Quem mata Índio em nosso território esta desrespeitando
nossa Bandeira, nosso País, nossos valores.
Quem mate índio por terras, NÃO É BRASILEIRO.
Portanto deve ser tratado como mercenário.
Há eles nem o direito de Justiça.
Mercenário não tem pátria, não tem pai.
O único direito que tem é o de retornar ao pó.

Marisa Greeb

Fico com muita vergonha de ouvir esse clamor indígina. Afinal de quem é esta terra, quem foi invadido? Precisamos urgente recuperar nossa dignidade reconhecendo nossa história, e devolvendo a quem de direito as terras que dão a sobrevivência a eles.Afinal de que lado estão os meus amigos? Estarei perdendo a visão?

    renato

    policia Federal no caso.
    É só chamar alguns policiais federias
    que conhecem este assunto, e eles resolvem
    já. MAS a FEDERAL.

Urbano

Quando se trata principalmente de defesa dos pobres em geral e de interesses do Brasil, esse é de fazer inveja a pôncio pilatos.

Eduardo Oliveira

Índios,lideranças,caciques e até professores indígenas estão sendo brutalmente, assassinadas e o estado brasileiro, e em particular na pasta do ministério da Justiça não tem encontrado a devida ressonância. O caso do jovem Denilson Quevedo Barbosa, indígena Guarani-Kaiowá de 15 anos, no dia 16/02/2013, reflete o descaso. No dia 19, o fazendeiro Orlandino Carneiro Gonçalves assumiu a autoria do crime, alegando que foi sem intenção. Após prestar depoimento, foi solto. Cadê o Governo, ministério da justiça, cadê o tal ministro ?

Julio Silveira

No Brasil, as elites adoram lideranças populares mortas.
Infelizmente eles não gostam de serem confrontados com as próprias consciências. Tem preferencia pela falta de sensação de humanidade que suas vidas lhes ensinam e suas culturas anestesicas lhes impõe.

Mardones

“Cabe, sim, à Polícia Federal apurar mais este assassinato de indígena, tipo de crime que nos últimos 9 anos chega à absurda cifra de 273 casos na região.”

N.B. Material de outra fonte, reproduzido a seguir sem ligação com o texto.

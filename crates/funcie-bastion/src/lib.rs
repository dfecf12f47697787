//! funcie bastion library entry.
//!
//! Wires application registries, the message processors, and the Redis and
//! websocket transports into a bastion that tunnels requests from a cloud
//! function to an application running elsewhere. Used by the binary
//! (`main.rs`) and by integration tests.

pub mod app_state;
pub mod config;
pub mod dispatch;
pub mod host;
pub mod ops;
pub mod registry;
pub mod router;
pub mod transport;
//! Client handler router: one handler per application on a consumer.

use std::future::Future;
use std::marker::PhantomData;
use std::sync::Arc;

use async_trait::async_trait;
use dashmap::mapref::entry::Entry;
use dashmap::DashMap;

use funcie_core::protocol::payloads::{ForwardRequest, ForwardRequestResponse, ForwardRequestResult};
use funcie_core::{FuncieError, Message, MessageKind, ProxyError, RawPayload, Response, Result};

/// Application code reachable through a consumer.
#[async_trait]
pub trait ClientHandler: Send + Sync {
    async fn handle(&self, message: Message) -> Result<Response>;
}

/// Adapts an async closure over whole messages.
pub struct FnHandler<F, Fut> {
    f: F,
    _fut: PhantomData<fn() -> Fut>,
}

impl<F, Fut> FnHandler<F, Fut>
where
    F: Fn(Message) -> Fut + Send + Sync,
    Fut: Future<Output = Result<Response>> + Send,
{
    pub fn new(f: F) -> Self {
        Self {
            f,
            _fut: PhantomData,
        }
    }
}

#[async_trait]
impl<F, Fut> ClientHandler for FnHandler<F, Fut>
where
    F: Fn(Message) -> Fut + Send + Sync,
    Fut: Future<Output = Result<Response>> + Send,
{
    async fn handle(&self, message: Message) -> Result<Response> {
        (self.f)(message).await
    }
}

/// Wrap a function over opaque invocation bytes as a forward-request handler.
///
/// The function receives the forward request body and its output becomes
/// the response body. A function error is returned to the publisher as a
/// proxied error on the response, not as a transport failure.
pub fn function_handler<F, Fut>(f: F) -> Arc<dyn ClientHandler>
where
    F: Fn(Vec<u8>) -> Fut + Send + Sync + 'static,
    Fut: Future<Output = Result<Vec<u8>>> + Send + 'static,
{
    let f = Arc::new(f);
    Arc::new(FnHandler::new(move |message: Message| {
        let f = Arc::clone(&f);
        async move {
            if message.kind != MessageKind::ForwardRequest {
                return Err(FuncieError::UnknownMessageKind(message.kind.to_string()));
            }
            let request = message.unmarshal::<ForwardRequest>()?;
            let result = match f(request.payload.body.to_vec()).await {
                Ok(output) => {
                    let body = RawPayload::from_slice(&output)
                        .map_err(|e| e.wrap(format!("function output for message {}", message.id)))?;
                    ForwardRequestResult::success(message.id, ForwardRequestResponse { body })
                }
                Err(err) => ForwardRequestResult::failure(message.id, ProxyError::from_error(&err)),
            };
            result.marshal()
        }
    }))
}

/// Routes inbound messages to the handler registered for their application.
#[derive(Default)]
pub struct ClientHandlerRouter {
    handlers: DashMap<String, Arc<dyn ClientHandler>>,
}

impl ClientHandlerRouter {
    pub fn new() -> Self {
        Self {
            handlers: DashMap::new(),
        }
    }

    pub fn add_client_handler(&self, application: &str, handler: Arc<dyn ClientHandler>) -> Result<()> {
        match self.handlers.entry(application.to_string()) {
            Entry::Occupied(_) => Err(FuncieError::HandlerAlreadyRegistered(application.to_string())),
            Entry::Vacant(slot) => {
                slot.insert(handler);
                Ok(())
            }
        }
    }

    pub fn remove_client_handler(&self, application: &str) -> Result<()> {
        self.handlers
            .remove(application)
            .map(|_| ())
            .ok_or_else(|| FuncieError::NoHandlerFound(application.to_string()))
    }

    pub fn contains(&self, application: &str) -> bool {
        self.handlers.contains_key(application)
    }

    pub fn applications(&self) -> Vec<String> {
        self.handlers.iter().map(|e| e.key().clone()).collect()
    }

    /// Invoke the application's handler and return its result verbatim.
    pub async fn handle(&self, message: Message) -> Result<Response> {
        let handler = self
            .handlers
            .get(&message.application)
            .map(|r| Arc::clone(r.value()))
            .ok_or_else(|| FuncieError::NoHandlerFound(message.application.clone()))?;
        handler.handle(message).await
    }
}

#[cfg(test)]
mod tests {
    #![allow(clippy::unwrap_used)]

    use std::time::Duration;

    use funcie_core::ErrorCode;

    use super::*;

    fn echo() -> Arc<dyn ClientHandler> {
        function_handler(|body: Vec<u8>| async move { Ok(body) })
    }

    fn forward(app: &str, body: &str) -> Message {
        let typed = funcie_core::MessageBase::new(
            app,
            MessageKind::ForwardRequest,
            ForwardRequest {
                body: RawPayload::from_json(body).unwrap(),
            },
            Duration::from_secs(1),
        );
        typed.marshal().unwrap()
    }

    #[tokio::test]
    async fn routes_by_application() {
        let router = ClientHandlerRouter::new();
        router.add_client_handler("a", echo()).unwrap();

        let msg = forward("a", r#""hello""#);
        let resp = router.handle(msg.clone()).await.unwrap();
        assert_eq!(resp.id, msg.id);
        let typed = resp.unmarshal::<ForwardRequestResponse>().unwrap();
        assert_eq!(typed.data.unwrap().body.as_str(), r#""hello""#);
    }

    #[tokio::test]
    async fn duplicate_and_missing_handlers_are_errors() {
        let router = ClientHandlerRouter::new();
        router.add_client_handler("a", echo()).unwrap();
        assert!(matches!(
            router.add_client_handler("a", echo()),
            Err(FuncieError::HandlerAlreadyRegistered(_))
        ));

        router.remove_client_handler("a").unwrap();
        assert!(matches!(
            router.remove_client_handler("a"),
            Err(FuncieError::NoHandlerFound(_))
        ));
        assert!(matches!(
            router.handle(forward("a", "1")).await,
            Err(FuncieError::NoHandlerFound(_))
        ));
    }

    #[tokio::test]
    async fn function_errors_become_proxied() {
        let router = ClientHandlerRouter::new();
        router
            .add_client_handler(
                "a",
                function_handler(|_body: Vec<u8>| async move {
                    Err::<Vec<u8>, _>(FuncieError::Internal("lambda failed".into()))
                }),
            )
            .unwrap();

        let resp = router.handle(forward("a", "{}")).await.unwrap();
        let err = resp.error.unwrap();
        assert_eq!(err.code, ErrorCode::Unknown);
        assert_eq!(err.message, "internal: lambda failed");
    }
}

273 mortes e o governo federal ainda não montou uma força tarefa para atuar na região?!

Também pudera, esse homem que ocupa o cargo de ministro da justiça da Dilma é moço de recado do fazendeiro, banqueiro, especulador, patrocinador de mensalões Daniel Dantas.

João Vargas

É muito grave o que foi relatado nesta carta. Um indígena de 15 anos, praticamente uma criança, assassinado por um fazendeiro. Tem que haver uma mobilização de entidades como OAB, Direitos Humanos, Ministério Público Federal para que não haja mais um caso de impunidade. Só por tratar-se de um indígena com o agravante de ser menor de idade já impõe legalmente a interferência da polícia federal e do MPF na apuração do crime.